- **Activity**
Retype the entire listing, keeping every word as it is.

- **Available data**
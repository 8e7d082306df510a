//! Operations context for dependency injection

use rvx_catalog::{BundleLoader, ManifestBundleLoader, PatchCatalog};
use rvx_config::Config;
use rvx_engine::PatchEngine;
use rvx_errors::{Error, OpsError};
use rvx_events::{EventEmitter, EventSender};
use rvx_pipeline::RunLocks;
use rvx_signing::ArchiveSigner;
use std::sync::Arc;

/// Operations context providing access to all system components
pub struct OpsCtx {
    /// Loaded patches, shared by every operation
    pub catalog: Arc<PatchCatalog>,
    pub loader: Arc<dyn BundleLoader>,
    pub engine: Arc<dyn PatchEngine>,
    pub signer: Arc<dyn ArchiveSigner>,
    /// Paths owned by active runs
    pub run_locks: RunLocks,
    /// Event sender for progress reporting
    pub tx: EventSender,
    /// System configuration
    pub config: Config,
}

impl EventEmitter for OpsCtx {
    fn event_sender(&self) -> Option<&EventSender> {
        Some(&self.tx)
    }
}

/// Builder for operations context
pub struct OpsContextBuilder {
    catalog: Option<Arc<PatchCatalog>>,
    loader: Option<Arc<dyn BundleLoader>>,
    engine: Option<Arc<dyn PatchEngine>>,
    signer: Option<Arc<dyn ArchiveSigner>>,
    run_locks: Option<RunLocks>,
    tx: Option<EventSender>,
    config: Option<Config>,
}

impl OpsContextBuilder {
    /// Create new context builder
    #[must_use]
    pub fn new() -> Self {
        Self {
            catalog: None,
            loader: None,
            engine: None,
            signer: None,
            run_locks: None,
            tx: None,
            config: None,
        }
    }

    /// Share an existing catalog; an empty one is created otherwise
    #[must_use]
    pub fn with_catalog(mut self, catalog: Arc<PatchCatalog>) -> Self {
        self.catalog = Some(catalog);
        self
    }

    /// Set bundle loader; defaults to [`ManifestBundleLoader`]
    #[must_use]
    pub fn with_bundle_loader(mut self, loader: Arc<dyn BundleLoader>) -> Self {
        self.loader = Some(loader);
        self
    }

    /// Set patch engine
    #[must_use]
    pub fn with_engine(mut self, engine: Arc<dyn PatchEngine>) -> Self {
        self.engine = Some(engine);
        self
    }

    /// Set archive signer
    #[must_use]
    pub fn with_signer(mut self, signer: Arc<dyn ArchiveSigner>) -> Self {
        self.signer = Some(signer);
        self
    }

    /// Share run locks with another context
    #[must_use]
    pub fn with_run_locks(mut self, run_locks: RunLocks) -> Self {
        self.run_locks = Some(run_locks);
        self
    }

    /// Set event sender
    #[must_use]
    pub fn with_event_sender(mut self, tx: EventSender) -> Self {
        self.tx = Some(tx);
        self
    }

    /// Set configuration
    #[must_use]
    pub fn with_config(mut self, config: Config) -> Self {
        self.config = Some(config);
        self
    }

    /// Build the context
    ///
    /// # Errors
    ///
    /// Returns an error if any required component is missing.
    pub fn build(self) -> Result<OpsCtx, Error> {
        let engine = self.engine.ok_or_else(|| OpsError::MissingComponent {
            component: "engine".to_string(),
        })?;

        let signer = self.signer.ok_or_else(|| OpsError::MissingComponent {
            component: "signer".to_string(),
        })?;

        let tx = self.tx.ok_or_else(|| OpsError::MissingComponent {
            component: "event_sender".to_string(),
        })?;

        let config = self.config.ok_or_else(|| OpsError::MissingComponent {
            component: "config".to_string(),
        })?;

        Ok(OpsCtx {
            catalog: self.catalog.unwrap_or_default(),
            loader: self
                .loader
                .unwrap_or_else(|| Arc::new(ManifestBundleLoader)),
            engine,
            signer,
            run_locks: self.run_locks.unwrap_or_default(),
            tx,
            config,
        })
    }
}

impl Default for OpsContextBuilder {
    fn default() -> Self {
        Self::new()
    }
}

- **Response box**
repository 8e7d082306df510a
//! Operations context for dependency injection

use rvx_catalog::{BundleLoader, ManifestBundleLoader, PatchCatalog};
use rvx_config::Config;
use rvx_engine::PatchEngine;
use rvx_errors::{Error, OpsError};
use rvx_events::{EventEmitter, EventSender};
use rvx_pipeline::RunLocks;
use rvx_signing::ArchiveSigner;
use std::sync::Arc;

/// Operations context providing access to all system components
pub struct OpsCtx {
    /// Loaded patches, shared by every operation
    pub catalog: Arc<PatchCatalog>,
    pub loader: Arc<dyn BundleLoader>,
    pub engine: Arc<dyn PatchEngine>,
    pub signer: Arc<dyn ArchiveSigner>,
    /// Paths owned by active runs
    pub run_locks: RunLocks,
    /// Event sender for progress reporting
    pub tx: EventSender,
    /// System configuration
    pub config: Config,
}

impl EventEmitter for OpsCtx {
    fn event_sender(&self) -> Option<&EventSender> {
        Some(&self.tx)
    }
}

/// Builder for operations context
pub struct OpsContextBuilder {
    catalog: Option<Arc<PatchCatalog>>,
    loader: Option<Arc<dyn BundleLoader>>,
    engine: Option<Arc<dyn PatchEngine>>,
    signer: Option<Arc<dyn ArchiveSigner>>,
    run_locks: Option<RunLocks>,
    tx: Option<EventSender>,
    config: Option<Config>,
}

impl OpsContextBuilder {
    /// Create new context builder
    #[must_use]
    pub fn new() -> Self {
        Self {
            catalog: None,
            loader: None,
            engine: None,
            signer: None,
            run_locks: None,
            tx: None,
            config: None,
        }
    }

    /// Share an existing catalog; an empty one is created otherwise
    #[must_use]
    pub fn with_catalog(mut self, catalog: Arc<PatchCatalog>) -> Self {
        self.catalog = Some(catalog);
        self
    }

    /// Set bundle loader; defaults to [`ManifestBundleLoader`]
    #[must_use]
    pub fn with_bundle_loader(mut self, loader: Arc<dyn BundleLoader>) -> Self {
        self.loader = Some(loader);
        self
    }

    /// Set patch engine
    #[must_use]
    pub fn with_engine(mut self, engine: Arc<dyn PatchEngine>) -> Self {
        self.engine = Some(engine);
        self
    }

    /// Set archive signer
    #[must_use]
    pub fn with_signer(mut self, signer: Arc<dyn ArchiveSigner>) -> Self {
        self.signer = Some(signer);
        self
    }

    /// Share run locks with another context
    #[must_use]
    pub fn with_run_locks(mut self, run_locks: RunLocks) -> Self {
        self.run_locks = Some(run_locks);
        self
    }

    /// Set event sender
    #[must_use]
    pub fn with_event_sender(mut self, tx: EventSender) -> Self {
        self.tx = Some(tx);
        self
    }

    /// Set configuration
    #[must_use]
    pub fn with_config(mut self, config: Config) -> Self {
        self.config = Some(config);
        self
    }

    /// Build the context
    ///
    /// # Errors
    ///
    /// Returns an error if any required component is missing.
    pub fn build(self) -> Result<OpsCtx, Error> {
        let engine = self.engine.ok_or_else(|| OpsError::MissingComponent {
            component: "engine".to_string(),
        })?;

        let signer = self.signer.ok_or_else(|| OpsError::MissingComponent {
            component: "signer".to_string(),
        })?;

        let tx = self.tx.ok_or_else(|| OpsError::MissingComponent {
            component: "event_sender".to_string(),
        })?;

        let config = self.config.ok_or_else(|| OpsError::MissingComponent {
            component: "config".to_string(),
        })?;

        Ok(OpsCtx {
            catalog: self.catalog.unwrap_or_default(),
            loader: self
                .loader
                .unwrap_or_else(|| Arc::new(ManifestBundleLoader)),
            engine,
            signer,
            run_locks: self.run_locks.unwrap_or_default(),
            tx,
            config,
        })
    }
}

impl Default for OpsContextBuilder {
    fn default() -> Self {
        Self::new()
    }
}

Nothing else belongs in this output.